Cryptogrpahie à clé publique/privée (asymétrique)
À la place d'avoir une clé, on va avoir deux clés, une clé pour chiffrer et une clé pour déchiffrer. Ainsi, la clé pour chiffrer peut-être distribuée publiquement tandis que la clé pour déchiffrer reste secrète.
Cela fait qu'il n'y a maintenant plus besoin que d'une seule clé pour qu'un nombre infini d'utilisateurs puissent chiffrer des messages.
Également, on peut partager les clés facilement et sans risque puis ce qu'elles sont publiques.
Pour pouvoir assurer qu'une clé appartient bien à quelqu'un cependant, on peut utiliser des tiers de confiance tel que Let's Encrypt qui vont certifier les clés.
RSA
La sécurité de RSA se base sur la factorisation de grands nombres composés de grands nombres premiers, car la factorisation est un problème qui devient toujours plus complexe quand les nombres grandissent.
Et pour avoir un processus qui fonctionne dans un sens, mais pas dans l'autre sans avoir une information supplémentaire, RSA utilise l'exponentiation modulaire, c'est-à-dire que si on a $ m^e \mod n = c $, et que l'on connait, n, e, et c, il est très complexe de trouver m sauf si on a un autre exposant qui permettrait de renverser l'opération. On peut ensuite utiliser le théorème d'Euler pour trouver des exposants e (pour chiffrer) et d (pour déchiffrer).
- Trouver deux nombres premiers (par exemple, $ p = 11 $ et $ q = 17 $)
- Multiplier les deux nombres pour donner n (soit ici, $ n = p * q = 187 $)
- Trouver l'indicateur d'Euler (fonction phi) en faisant $ \Phi (n) = (p - 1) * (q - 1) = 160 $
- Trouver un entier e qui soit premier avec la fonction phi (indicateur d'Euler), par exemple 13
- Trouver d dans $ ed \mod \Phi (n) = 1 $, soit $ ed + k \Phi (n) = 1 $. En appliquant le théorème d'Euclide étendu ou celui de Bachet-Bézout (e et $ \Phi (n) $ étant premiers entre eux)
- Clé publique : $ { e, n } $, clé privée $ { d, n } $
Pour chiffrer (ou vérifier une signature) on peut alors faire $ m^e \mod n = c $ et pour déchiffrer (ou signer) on peut faire $ c^d \mod n = m $. À savoir que m doit être plus petit que n.
Signatures cryptographiques
Une signature permet d'identifier que quelqu'un a bien écrit quelque chose, une signature doit être authentique, non falsifiable, non réutilisable.

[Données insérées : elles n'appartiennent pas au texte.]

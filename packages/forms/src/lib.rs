pub mod adapter;
pub mod binder;
pub mod dom;
pub mod donation_tracker;
pub mod error;
pub mod event_signup;
pub mod form;
pub mod reporter;
pub mod validator;
#[cfg(feature = "web")]
pub mod web;

pub use adapter::{DocumentAdapter, FormAdapter};
pub use binder::{attach_event_listener, Cancelable, SubmitTarget};
pub use donation_tracker::DonationTrackerForm;
pub use error::FormError;
pub use event_signup::EventSignupForm;
pub use form::{build_page, Control, FieldDescriptor, FieldValues, Form};
pub use reporter::{clear_errors, display_error, ErrorScope, ERROR_CLASS};
pub use validator::{bind, validate_field, validate_form, Submission};
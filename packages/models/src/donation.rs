use serde::{Deserialize, Serialize};

/// A validated donation entry from the donation tracker form.
///
/// The amount and date are kept as the text the donor entered; they have
/// already passed validation by the time a `Donation` exists.
#[derive(Clone, Debug, PartialEq, Eq, Serialize, Deserialize)]
pub struct Donation {
    pub name: String,
    pub donation: String,
    pub date: String,
    pub comment: String,
}

impl Donation {
    pub fn new(name: &str, donation: &str, date: &str, comment: &str) -> Self {
        Donation {
            name: name.to_string(),
            donation: donation.to_string(),
            date: date.to_string(),
            comment: comment.to_string(),
        }
    }
}

#[cfg(test)]
mod tests {
    use super::*;

    #[test]
    fn test_donation_json_shape() {
        let donation = Donation::new("charity", "2.00", "2020-11-11", "hello");
        let json = serde_json::to_value(&donation).unwrap();

        assert_eq!(json["name"], "charity");
        assert_eq!(json["donation"], "2.00");
        assert_eq!(json["date"], "2020-11-11");
        assert_eq!(json["comment"], "hello");
    }

    #[test]
    fn test_donation_from_json() {
        let donation: Donation = serde_json::from_str(
            r#"{"name":"a","donation":"5","date":"2021-01-01","comment":"c"}"#,
        )
        .unwrap();

        assert_eq!(donation, Donation::new("a", "5", "2021-01-01", "c"));
    }
}
use std::error::Error;
use std::fmt;

/// Failures of the page itself rather than of the user's input
#[derive(Debug, Clone, PartialEq, Eq)]
pub enum FormError {
    /// No element carries the queried id
    MissingElement(String),
    /// The host DOM rejected an operation
    Dom(String),
}

impl fmt::Display for FormError {
    fn fmt(&self, f: &mut fmt::Formatter<'_>) -> fmt::Result {
        match self {
            FormError::MissingElement(id) => write!(f, "no element with id \"{}\"", id),
            FormError::Dom(message) => write!(f, "DOM operation failed: {}", message),
        }
    }
}

impl Error for FormError {}
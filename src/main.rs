mod setup;

use std::cell::RefCell;
use std::collections::HashMap;
use std::error::Error;
use std::fs;
use std::io::{self, Read};
use std::process::ExitCode;
use std::rc::Rc;

use forms::{build_page, DocumentAdapter, DonationTrackerForm, EventSignupForm, Form, ERROR_CLASS};
use serde::Serialize;
use setup::{set_up_tracing, Config, FormKind};

fn main() -> Result<ExitCode, Box<dyn Error>> {
    dotenvy::dotenv().ok();
    let config = Config::from_env(std::env::args().skip(1))?;
    set_up_tracing(&config);

    let values = load_values(config.values_path.as_deref())?;
    tracing::info!(form = ?config.form, fields = values.len(), "submitting form");
    let accepted = match config.form {
        FormKind::EventSignup => submit::<EventSignupForm>(&values)?,
        FormKind::DonationTracker => submit::<DonationTrackerForm>(&values)?,
    };

    Ok(if accepted {
        ExitCode::SUCCESS
    } else {
        ExitCode::FAILURE
    })
}

fn load_values(path: Option<&str>) -> Result<HashMap<String, String>, Box<dyn Error>> {
    let raw = match path {
        Some(path) => fs::read_to_string(path)?,
        None => {
            let mut raw = String::new();
            io::stdin().read_to_string(&mut raw)?;
            raw
        }
    };
    Ok(serde_json::from_str(&raw)?)
}

/// Fills the form `F` with `values`, submits it once, and prints either the
/// assembled record as JSON or each error annotation left on the page.
fn submit<F>(values: &HashMap<String, String>) -> Result<bool, Box<dyn Error>>
where
    F: Form + 'static,
    F::Record: Serialize + 'static,
{
    let document = build_page::<F>(values);
    let form = document
        .get_element_by_id(F::FORM_ID)
        .ok_or_else(|| forms::FormError::MissingElement(F::FORM_ID.to_string()))?;

    let submitted = Rc::new(RefCell::new(None));
    let slot = submitted.clone();
    forms::bind::<F, _, _, _>(&form, DocumentAdapter::new(document.clone()), move |record| {
        *slot.borrow_mut() = Some(record);
    })?;
    form.dispatch_submit();

    let record = submitted.borrow_mut().take();
    match record {
        Some(record) => {
            println!("{}", serde_json::to_string_pretty(&record)?);
            Ok(true)
        }
        None => {
            for annotation in document.query_all_by_class(ERROR_CLASS) {
                let field = annotation
                    .parent()
                    .and_then(|scope| {
                        scope
                            .id()
                            .map(|id| id.trim_end_matches("-section").to_string())
                    })
                    .unwrap_or_default();
                eprintln!("{}: {}", field, annotation.text_content());
            }
            Ok(false)
        }
    }
}
use crate::dom::{Document, Element};
use crate::error::FormError;
use crate::reporter::ErrorScope;

/// Id of the region that holds a field's error annotations
pub fn section_id(field_id: &str) -> String {
    format!("{}-section", field_id)
}

/// Everything the validator needs from a page
pub trait FormAdapter {
    type Scope: ErrorScope;

    /// Current value of the control with id `field_id`
    fn value(&self, field_id: &str) -> Result<String, FormError>;

    /// The error-display region of `field_id`, found at `#<field_id>-section`
    fn scope(&self, field_id: &str) -> Result<Self::Scope, FormError>;

    /// Removes every annotation under the form with id `form_id`
    fn clear_errors(&self, form_id: &str) -> Result<(), FormError>;

    fn show_error(&self, field_id: &str, message: &str) -> Result<(), FormError> {
        self.scope(field_id)?.display_error(message)
    }
}

/// Adapter over an in-memory [`Document`]
#[derive(Clone, Debug)]
pub struct DocumentAdapter {
    document: Document,
}

impl DocumentAdapter {
    pub fn new(document: Document) -> Self {
        DocumentAdapter { document }
    }

    pub fn document(&self) -> &Document {
        &self.document
    }

    fn element(&self, id: &str) -> Result<Element, FormError> {
        self.document
            .get_element_by_id(id)
            .ok_or_else(|| FormError::MissingElement(id.to_string()))
    }
}

impl FormAdapter for DocumentAdapter {
    type Scope = Element;

    fn value(&self, field_id: &str) -> Result<String, FormError> {
        Ok(self.element(field_id)?.value())
    }

    fn scope(&self, field_id: &str) -> Result<Element, FormError> {
        self.element(&section_id(field_id))
    }

    fn clear_errors(&self, form_id: &str) -> Result<(), FormError> {
        self.element(form_id)?.clear_errors()
    }
}
use std::error::Error;
use std::fmt;

/// A field value that failed its rule, carrying the message shown to the user
#[derive(Debug, Clone, PartialEq, Eq)]
pub struct RuleViolation {
    pub message: String,
}

impl RuleViolation {
    pub fn new(message: &str) -> Self {
        Self {
            message: message.to_string(),
        }
    }
}

impl fmt::Display for RuleViolation {
    fn fmt(&self, f: &mut fmt::Formatter<'_>) -> fmt::Result {
        f.write_str(&self.message)
    }
}

impl Error for RuleViolation {}
pub mod donation;
pub mod event_signup;

pub use donation::Donation;
pub use event_signup::EventSignup;
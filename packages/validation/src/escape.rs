/// Replaces the characters that are significant in HTML markup with their
/// entities. `&` is replaced first so existing entities are escaped too.
pub fn escape_html(input: &str) -> String {
    let mut escaped = String::with_capacity(input.len());
    for c in input.chars() {
        match c {
            '&' => escaped.push_str("&amp;"),
            '<' => escaped.push_str("&lt;"),
            '>' => escaped.push_str("&gt;"),
            '"' => escaped.push_str("&quot;"),
            _ => escaped.push(c),
        }
    }
    escaped
}

#[cfg(test)]
mod tests {
    use super::*;

    #[test]
    fn test_escapes_markup_characters() {
        assert_eq!(
            escape_html(r#"<a href="x">&</a>"#),
            "&lt;a href=&quot;x&quot;&gt;&amp;&lt;/a&gt;"
        );
    }

    #[test]
    fn test_leaves_plain_text_alone() {
        assert_eq!(escape_html("Spring Fair 2021"), "Spring Fair 2021");
        assert_eq!(escape_html("it's"), "it's");
        assert_eq!(escape_html(""), "");
    }

    #[test]
    fn test_escapes_existing_entities() {
        assert_eq!(escape_html("&lt;"), "&amp;lt;");
    }
}
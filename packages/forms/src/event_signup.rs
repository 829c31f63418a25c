//! The event sign-up form: event name, representative name and email, and
//! the representative's role.

use models::EventSignup;
use validation::FieldKind;

use crate::adapter::FormAdapter;
use crate::binder::SubmitTarget;
use crate::error::FormError;
use crate::form::{Control, FieldDescriptor, FieldValues, Form};
use crate::reporter::ErrorScope;
use crate::validator::{bind, validate_field};

pub const FORM_ID: &str = "event-signup";

pub const EVENT_NAME: FieldDescriptor = FieldDescriptor {
    id: "event-name",
    key: "event",
    control: Control::Input,
    kind: FieldKind::Required {
        message: "Please enter an event name",
    },
};

pub const REPRESENTATIVE_NAME: FieldDescriptor = FieldDescriptor {
    id: "representative-name",
    key: "name",
    control: Control::Input,
    kind: FieldKind::Required {
        message: "Please enter a name",
    },
};

pub const REPRESENTATIVE_EMAIL: FieldDescriptor = FieldDescriptor {
    id: "representative-email",
    key: "email",
    control: Control::Input,
    kind: FieldKind::Email,
};

pub const ROLE_SELECTION: FieldDescriptor = FieldDescriptor {
    id: "role-selection",
    key: "role",
    control: Control::Select,
    kind: FieldKind::Selection {
        message: "Please select a role",
    },
};

static FIELDS: [FieldDescriptor; 4] = [
    EVENT_NAME,
    REPRESENTATIVE_NAME,
    REPRESENTATIVE_EMAIL,
    ROLE_SELECTION,
];

pub struct EventSignupForm;

impl Form for EventSignupForm {
    const FORM_ID: &'static str = FORM_ID;
    type Record = EventSignup;

    fn fields() -> &'static [FieldDescriptor] {
        &FIELDS
    }

    fn assemble(values: &FieldValues) -> EventSignup {
        form_data_object(
            values.get(EVENT_NAME.key),
            values.get(REPRESENTATIVE_NAME.key),
            values.get(REPRESENTATIVE_EMAIL.key),
            values.get(ROLE_SELECTION.key),
        )
    }
}

/// Builds the sign-up record from already validated values
pub fn form_data_object(event: &str, name: &str, email: &str, role: &str) -> EventSignup {
    EventSignup::new(event, name, email, role)
}

pub fn validate_event_name(event_name: &str, scope: &impl ErrorScope) -> bool {
    validate_field(&EVENT_NAME.kind, event_name, scope)
}

pub fn validate_representative_name(name: &str, scope: &impl ErrorScope) -> bool {
    validate_field(&REPRESENTATIVE_NAME.kind, name, scope)
}

pub fn validate_representative_email(email: &str, scope: &impl ErrorScope) -> bool {
    validate_field(&REPRESENTATIVE_EMAIL.kind, email, scope)
}

pub fn validate_role_selection(role: &str, scope: &impl ErrorScope) -> bool {
    validate_field(&ROLE_SELECTION.kind, role, scope)
}

/// Validates the whole form once, returning the record if every field passed
pub fn validate_form<A: FormAdapter>(adapter: &A) -> Result<Option<EventSignup>, FormError> {
    crate::validator::validate_form::<EventSignupForm, A>(adapter).map(|s| s.record())
}

/// Binds the sign-up form's validation to submissions of `form`
pub fn init<T, A, H>(form: &T, adapter: A, on_record: H) -> Result<(), FormError>
where
    T: SubmitTarget,
    A: FormAdapter + 'static,
    H: FnMut(EventSignup) + 'static,
{
    bind::<EventSignupForm, A, T, H>(form, adapter, on_record)
}
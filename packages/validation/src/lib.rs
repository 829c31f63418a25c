pub mod amount;
pub mod email;
pub mod error;
pub mod escape;
pub mod field_validators;
pub mod validation_errors;

// Re-export common types and functions
pub use amount::{parse_amount, MINIMUM_DONATION};
pub use email::is_valid_email;
pub use error::RuleViolation;
pub use escape::escape_html;
pub use field_validators::FieldKind;
pub use validation_errors::{ValidationErrors, ValidationErrorsExt};
use serde::{Deserialize, Serialize};

/// A validated sign-up for an event, as collected from the sign-up form.
#[derive(Clone, Debug, PartialEq, Eq, Serialize, Deserialize)]
pub struct EventSignup {
    pub event: String,
    pub name: String,
    pub email: String,
    pub role: String,
}

impl EventSignup {
    pub fn new(event: &str, name: &str, email: &str, role: &str) -> Self {
        EventSignup {
            event: event.to_string(),
            name: name.to_string(),
            email: email.to_string(),
            role: role.to_string(),
        }
    }
}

Un document signé ne peut pas être modifié et une signature ne peut pas être reniée. Le but des signatures cryptographiques est d'avoir toutes ces propriétés.
Avec un crypto système à clé secrète, il faut avoir un tiers de confiance qui connait deux clés secrètes (une pour le signataire, et une pour le destinataire) permettant d'assurer que le document est authentique. Toute la sécurité est donc dans le tiers de confiance.
Avec un crypto système à clé publique, le tiers de confiance est facultatif (il peut toutefois être utilisé pour valider une clé). Le signataire signe ("décrypte un message en clair") avec sa clé privée, ensuite le destinataire peut vérifier ("chiffrer la signature" en quelque sorte) pour retrouver le message.
Les systèmes de confiances tels que les certificats TLS utilisés pour le HTTPS (certificats X509) lient une clé publique à une identité en utilisant une signature cryptographique d'un tiers de confiance. Les navigateurs ont ainsi une liste de tiers de confiance qui leur permet de vérifier les certificats.
Certains tiers de confiances sont gratuits (Let's Encrypt) cependant ils n'offrent pas le même niveau d'assurance et de confiance que des tiers de confiances payant (qui vont aller manuellement faire la vérification).
La confiance dans le système PGP (Pretty Good Privacy) en revanche fonctionne très différemment. L'identité des personnes est garantie de manière transitive ; Alice peut signer la clé de Bob pour annoncer à tous ses amis que Bob est de confiance. Les amis d'Alice pourront ainsi vérifier cela en vérifiant la signature d'Alice.